• EXERCISE AIM: Gather from the material every line that contains the string "Clone".

*-*-*

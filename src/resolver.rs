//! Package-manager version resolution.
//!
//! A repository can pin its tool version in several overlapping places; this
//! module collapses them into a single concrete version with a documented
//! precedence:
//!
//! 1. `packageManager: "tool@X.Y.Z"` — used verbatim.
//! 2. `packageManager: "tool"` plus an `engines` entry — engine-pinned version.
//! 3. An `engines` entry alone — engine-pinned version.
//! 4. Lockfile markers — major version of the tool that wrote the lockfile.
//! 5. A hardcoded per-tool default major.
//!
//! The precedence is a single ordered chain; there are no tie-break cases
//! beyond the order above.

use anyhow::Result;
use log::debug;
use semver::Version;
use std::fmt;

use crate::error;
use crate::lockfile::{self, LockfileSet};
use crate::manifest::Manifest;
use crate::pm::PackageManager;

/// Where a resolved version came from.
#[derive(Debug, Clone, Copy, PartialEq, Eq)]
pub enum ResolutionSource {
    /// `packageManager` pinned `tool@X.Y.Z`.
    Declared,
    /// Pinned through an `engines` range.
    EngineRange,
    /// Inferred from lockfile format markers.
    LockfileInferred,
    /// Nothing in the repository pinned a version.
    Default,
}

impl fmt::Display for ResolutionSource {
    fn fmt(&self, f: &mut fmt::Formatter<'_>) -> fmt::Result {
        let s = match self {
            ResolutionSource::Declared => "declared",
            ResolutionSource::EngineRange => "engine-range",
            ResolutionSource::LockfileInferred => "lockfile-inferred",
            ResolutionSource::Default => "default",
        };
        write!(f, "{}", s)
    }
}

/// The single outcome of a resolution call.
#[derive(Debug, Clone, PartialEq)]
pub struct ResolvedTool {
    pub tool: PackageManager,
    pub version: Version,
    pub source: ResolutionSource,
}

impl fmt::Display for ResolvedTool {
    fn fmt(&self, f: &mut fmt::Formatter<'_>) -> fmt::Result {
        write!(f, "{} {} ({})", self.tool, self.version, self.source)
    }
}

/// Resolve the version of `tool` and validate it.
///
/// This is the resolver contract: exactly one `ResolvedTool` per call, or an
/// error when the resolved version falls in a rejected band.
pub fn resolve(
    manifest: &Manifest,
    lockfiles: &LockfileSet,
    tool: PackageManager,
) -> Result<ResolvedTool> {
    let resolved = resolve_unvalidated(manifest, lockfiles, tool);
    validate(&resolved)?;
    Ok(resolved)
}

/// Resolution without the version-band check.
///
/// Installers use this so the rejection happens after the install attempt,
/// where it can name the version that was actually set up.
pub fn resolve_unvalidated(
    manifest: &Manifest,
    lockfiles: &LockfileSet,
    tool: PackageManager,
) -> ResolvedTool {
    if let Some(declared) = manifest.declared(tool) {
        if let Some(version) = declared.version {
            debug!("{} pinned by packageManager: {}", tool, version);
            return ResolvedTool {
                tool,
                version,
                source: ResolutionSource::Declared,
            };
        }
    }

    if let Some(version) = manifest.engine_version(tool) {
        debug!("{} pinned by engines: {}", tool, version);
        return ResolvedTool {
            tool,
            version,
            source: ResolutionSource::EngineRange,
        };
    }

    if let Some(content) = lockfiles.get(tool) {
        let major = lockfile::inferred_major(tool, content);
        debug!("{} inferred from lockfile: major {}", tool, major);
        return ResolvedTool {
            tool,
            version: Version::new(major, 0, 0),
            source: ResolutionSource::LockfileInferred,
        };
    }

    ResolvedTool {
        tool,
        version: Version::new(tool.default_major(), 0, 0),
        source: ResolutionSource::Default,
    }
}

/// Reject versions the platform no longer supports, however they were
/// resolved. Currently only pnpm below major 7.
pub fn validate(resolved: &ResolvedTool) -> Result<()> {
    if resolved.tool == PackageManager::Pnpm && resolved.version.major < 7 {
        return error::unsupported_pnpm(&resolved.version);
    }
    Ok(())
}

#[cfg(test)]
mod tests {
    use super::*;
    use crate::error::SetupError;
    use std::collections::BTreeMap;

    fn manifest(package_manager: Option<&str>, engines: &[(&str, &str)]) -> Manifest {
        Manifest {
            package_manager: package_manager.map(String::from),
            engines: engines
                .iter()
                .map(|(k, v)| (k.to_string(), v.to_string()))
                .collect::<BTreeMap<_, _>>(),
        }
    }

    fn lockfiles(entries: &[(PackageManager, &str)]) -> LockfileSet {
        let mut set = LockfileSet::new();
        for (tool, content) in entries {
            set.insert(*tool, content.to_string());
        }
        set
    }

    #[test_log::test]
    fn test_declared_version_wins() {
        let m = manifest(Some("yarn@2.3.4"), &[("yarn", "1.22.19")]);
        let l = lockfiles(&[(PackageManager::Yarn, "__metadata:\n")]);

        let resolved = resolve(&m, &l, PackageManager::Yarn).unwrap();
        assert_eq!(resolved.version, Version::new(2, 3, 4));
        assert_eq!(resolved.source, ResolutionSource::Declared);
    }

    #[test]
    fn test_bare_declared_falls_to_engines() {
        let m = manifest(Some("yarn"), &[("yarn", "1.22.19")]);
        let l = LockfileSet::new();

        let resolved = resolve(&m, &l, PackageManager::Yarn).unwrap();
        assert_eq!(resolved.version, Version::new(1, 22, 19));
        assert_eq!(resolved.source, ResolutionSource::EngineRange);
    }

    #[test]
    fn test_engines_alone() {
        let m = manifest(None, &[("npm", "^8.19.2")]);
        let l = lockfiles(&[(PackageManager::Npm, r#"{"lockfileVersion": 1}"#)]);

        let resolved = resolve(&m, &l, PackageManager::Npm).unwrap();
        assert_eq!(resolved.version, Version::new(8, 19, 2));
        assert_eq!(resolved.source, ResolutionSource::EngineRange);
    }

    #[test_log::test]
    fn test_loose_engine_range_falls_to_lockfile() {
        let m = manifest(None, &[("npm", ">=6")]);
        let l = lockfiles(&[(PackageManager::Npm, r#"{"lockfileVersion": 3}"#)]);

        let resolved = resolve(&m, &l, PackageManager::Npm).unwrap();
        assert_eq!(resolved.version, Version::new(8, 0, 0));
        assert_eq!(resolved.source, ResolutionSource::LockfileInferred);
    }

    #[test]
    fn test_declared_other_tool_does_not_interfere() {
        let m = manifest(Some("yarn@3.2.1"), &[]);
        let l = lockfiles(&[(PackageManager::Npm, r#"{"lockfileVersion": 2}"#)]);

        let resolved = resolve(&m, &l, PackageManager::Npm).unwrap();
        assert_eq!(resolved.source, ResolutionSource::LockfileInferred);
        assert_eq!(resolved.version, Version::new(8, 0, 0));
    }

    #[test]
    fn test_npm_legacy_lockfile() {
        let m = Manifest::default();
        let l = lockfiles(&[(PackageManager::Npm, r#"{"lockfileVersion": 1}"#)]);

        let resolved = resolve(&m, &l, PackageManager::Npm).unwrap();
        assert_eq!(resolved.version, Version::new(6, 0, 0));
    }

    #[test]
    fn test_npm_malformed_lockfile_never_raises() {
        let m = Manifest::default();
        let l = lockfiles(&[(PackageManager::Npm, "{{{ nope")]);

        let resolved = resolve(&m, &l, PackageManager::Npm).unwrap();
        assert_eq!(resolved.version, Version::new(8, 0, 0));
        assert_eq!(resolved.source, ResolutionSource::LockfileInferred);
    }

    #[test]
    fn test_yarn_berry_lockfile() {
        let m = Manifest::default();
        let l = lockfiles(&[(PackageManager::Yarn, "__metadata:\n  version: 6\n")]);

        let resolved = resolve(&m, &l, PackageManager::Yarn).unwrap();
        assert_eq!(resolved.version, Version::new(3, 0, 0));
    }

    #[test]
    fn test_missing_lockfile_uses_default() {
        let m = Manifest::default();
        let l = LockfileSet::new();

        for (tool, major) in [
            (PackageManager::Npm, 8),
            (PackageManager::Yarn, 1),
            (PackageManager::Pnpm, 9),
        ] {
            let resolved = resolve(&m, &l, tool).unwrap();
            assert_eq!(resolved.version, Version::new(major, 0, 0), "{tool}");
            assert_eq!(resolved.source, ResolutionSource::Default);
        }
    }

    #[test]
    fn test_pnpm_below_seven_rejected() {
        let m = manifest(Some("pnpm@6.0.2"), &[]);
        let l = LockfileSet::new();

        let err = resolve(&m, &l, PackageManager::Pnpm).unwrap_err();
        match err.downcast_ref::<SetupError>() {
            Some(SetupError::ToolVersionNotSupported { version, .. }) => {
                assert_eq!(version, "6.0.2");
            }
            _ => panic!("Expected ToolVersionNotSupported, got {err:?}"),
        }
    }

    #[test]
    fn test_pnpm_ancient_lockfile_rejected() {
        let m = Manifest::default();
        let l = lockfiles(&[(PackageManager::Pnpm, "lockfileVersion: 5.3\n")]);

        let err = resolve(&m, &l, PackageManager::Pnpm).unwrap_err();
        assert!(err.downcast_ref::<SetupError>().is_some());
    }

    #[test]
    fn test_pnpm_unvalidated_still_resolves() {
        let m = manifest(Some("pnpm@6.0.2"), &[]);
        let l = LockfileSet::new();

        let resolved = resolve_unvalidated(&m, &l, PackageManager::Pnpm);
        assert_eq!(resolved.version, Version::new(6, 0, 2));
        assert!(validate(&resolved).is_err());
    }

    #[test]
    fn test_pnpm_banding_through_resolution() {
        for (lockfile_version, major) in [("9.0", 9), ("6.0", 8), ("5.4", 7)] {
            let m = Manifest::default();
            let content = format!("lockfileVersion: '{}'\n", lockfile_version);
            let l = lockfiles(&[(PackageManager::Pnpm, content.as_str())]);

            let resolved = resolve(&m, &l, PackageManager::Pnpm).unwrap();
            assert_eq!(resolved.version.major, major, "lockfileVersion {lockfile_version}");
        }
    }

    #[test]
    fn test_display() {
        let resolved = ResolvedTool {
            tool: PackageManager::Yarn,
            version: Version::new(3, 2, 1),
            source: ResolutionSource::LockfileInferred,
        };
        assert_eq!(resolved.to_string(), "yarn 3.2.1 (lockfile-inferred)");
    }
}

*-*-*

• RESULT BELOW:
#[derive(Debug, Clone, Copy, PartialEq, Eq)]
#[derive(Debug, Clone, PartialEq)]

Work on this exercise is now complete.